30 juillet. Dimanche.

À midi, par une journée brûlante, je quitte Salonique. Samuel vient avec sa barque, à la dernière heure, me dire adieu sur le paquebot qui m'emporte.

Il a l'air fort dégagé et satisfait.—Encore un qui m'oubliera vite!

—Au revoir, effendim, pensia poco de Samuel! (Au revoir, monseigneur! pense un peu à Samuel!)

XXVI

—En automne, a dit Aziyadé, Abeddin-effendi, mon maître, transportera à Stamboul son domicile et ses femmes; si par hasard il n'y venait pas, moi seule j'y viendrais pour toi.
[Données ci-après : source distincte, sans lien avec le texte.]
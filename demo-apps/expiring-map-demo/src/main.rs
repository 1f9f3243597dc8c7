use anyhow::{Context, Result};
use expiring_map_core::{on_expire, ExpiringMap, MapConfig};
use std::time::Duration;
use tracing_subscriber::{layer::SubscriberExt, util::SubscriberInitExt};

/// Reads a millisecond duration from the environment, falling back to `default_ms`
fn duration_from_env(var: &str, default_ms: u64) -> Result<Duration> {
    let ms = match std::env::var(var) {
        Ok(raw) => raw
            .parse()
            .with_context(|| format!("{var} must be a whole number of milliseconds, got {raw:?}"))?,
        Err(_) => default_ms,
    };
    Ok(Duration::from_millis(ms))
}

fn print_key_val(map: &ExpiringMap<&'static str, i32>, key: &str) {
    match map.get(key) {
        Some(value) => tracing::info!("{} = {}", key, value),
        None => tracing::info!("data expired"),
    }
}

#[tokio::main]
async fn main() -> Result<()> {
    // Initialize tracing
    tracing_subscriber::registry()
        .with(
            tracing_subscriber::EnvFilter::try_from_default_env()
                .unwrap_or_else(|_| "expiring_map_demo=info,expiring_map_core=debug".into()),
        )
        .with(tracing_subscriber::fmt::layer())
        .init();

    // Configuration from environment variables
    let sweep_interval = duration_from_env("EXPIRING_MAP_SWEEP_INTERVAL_MS", 1_000)?;
    let ttl = duration_from_env("EXPIRING_MAP_TTL_MS", 3_000)?;

    let config = MapConfig::default().with_sweep_interval(sweep_interval);
    let map = ExpiringMap::try_with_config(config)?;

    tracing::info!("Sweep interval: {:?}, ttl: {:?}", sweep_interval, ttl);

    map.set_with_callbacks(
        "hey",
        213,
        ttl,
        [on_expire(|_: &i32| {
            tracing::info!("key-value pair of 'hey' has expired")
        })],
    );

    print_key_val(&map, "hey");
    tokio::time::sleep(ttl + sweep_interval * 2).await;
    print_key_val(&map, "hey");

    map.stop_sweeper();

    Ok(())
}
//! Reqwest-backed Nominatim geocoder adapter.
//!
//! Owns transport details only: query encoding, identity headers, timeout
//! and status mapping, and decoding the first search candidate.

use std::time::Duration;

use async_trait::async_trait;
use reqwest::{Client, StatusCode, Url};
use tracing::debug;

use super::dto::PlaceDto;
use crate::domain::Coordinates;
use crate::domain::ports::{GeocodeQuery, Geocoder, GeocoderError};

/// User agent sent when none is configured. Nominatim's usage policy
/// rejects anonymous clients.
pub const DEFAULT_USER_AGENT: &str = "address-service/0.1";

/// Geocoder issuing `GET {endpoint}?q=…&format=json` requests.
pub struct NominatimGeocoder {
    client: Client,
    endpoint: Url,
    user_agent: String,
}

impl NominatimGeocoder {
    /// Build an adapter using a reqwest client with an explicit request timeout.
    ///
    /// # Errors
    ///
    /// Returns an error when the reqwest client cannot be constructed.
    pub fn new(
        endpoint: Url,
        timeout: Duration,
        user_agent: impl Into<String>,
    ) -> Result<Self, reqwest::Error> {
        let client = Client::builder().timeout(timeout).build()?;
        Ok(Self {
            client,
            endpoint,
            user_agent: user_agent.into(),
        })
    }

    /// Search endpoint this adapter queries.
    pub fn endpoint(&self) -> &Url {
        &self.endpoint
    }
}

#[async_trait]
impl Geocoder for NominatimGeocoder {
    async fn resolve(&self, query: &GeocodeQuery) -> Result<Coordinates, GeocoderError> {
        let response = self
            .client
            .get(self.endpoint.clone())
            .query(&[("q", query.as_str()), ("format", "json")])
            .header(reqwest::header::USER_AGENT, self.user_agent.as_str())
            .header(reqwest::header::ACCEPT, "application/json")
            .send()
            .await
            .map_err(map_transport_error)?;

        let status = response.status();
        let body = response.bytes().await.map_err(map_transport_error)?;
        if !status.is_success() {
            return Err(map_status_error(status, body.as_ref()));
        }

        let coordinates = parse_first_place(body.as_ref(), query)?;
        debug!(
            query = query.as_str(),
            latitude = coordinates.latitude(),
            longitude = coordinates.longitude(),
            "geocoded address"
        );
        Ok(coordinates)
    }
}

fn parse_first_place(body: &[u8], query: &GeocodeQuery) -> Result<Coordinates, GeocoderError> {
    let places: Vec<PlaceDto> = serde_json::from_slice(body).map_err(|error| {
        GeocoderError::decode(format!("invalid Nominatim JSON payload: {error}"))
    })?;
    let place = places
        .into_iter()
        .next()
        .ok_or_else(|| GeocoderError::no_match(query.as_str()))?;
    place.into_coordinates().map_err(GeocoderError::decode)
}

fn map_transport_error(error: reqwest::Error) -> GeocoderError {
    if error.is_timeout() {
        GeocoderError::timeout(error.to_string())
    } else {
        GeocoderError::transport(error.to_string())
    }
}

fn map_status_error(status: StatusCode, body: &[u8]) -> GeocoderError {
    let message = body_preview(body);
    match status {
        StatusCode::TOO_MANY_REQUESTS => GeocoderError::rate_limited(if message.is_empty() {
            format!("status {}", status.as_u16())
        } else {
            message
        }),
        StatusCode::REQUEST_TIMEOUT | StatusCode::GATEWAY_TIMEOUT => {
            GeocoderError::timeout(format!("status {}", status.as_u16()))
        }
        _ => GeocoderError::status(status.as_u16(), message),
    }
}

fn body_preview(body: &[u8]) -> String {
    const PREVIEW_CHAR_LIMIT: usize = 160;

    let compact = String::from_utf8_lossy(body)
        .split_whitespace()
        .collect::<Vec<_>>()
        .join(" ");
    let preview = compact.chars().take(PREVIEW_CHAR_LIMIT).collect::<String>();
    if compact.chars().count() > PREVIEW_CHAR_LIMIT {
        format!("{preview}...")
    } else {
        preview
    }
}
Va pour Stamboul, et je vais l'y attendre. Mais c'est tout à recommencer, un nouveau genre de vie, dans un nouveau pays, avec de nouveaux visages, et pour un temps que j'ignore.

XXVII

L'état-major du Prince-of-Wales exécute des effets de mouchoirs très réussis, et le pays s'éloigne, baigné dans le soleil. Longtemps on distingue la tour blanche, où, la nuit, s'embarquait Aziyadé, et cette campagne pierreuse, çà et là plantée de vieux platanes, si souvent parcourue dans l'obscurité.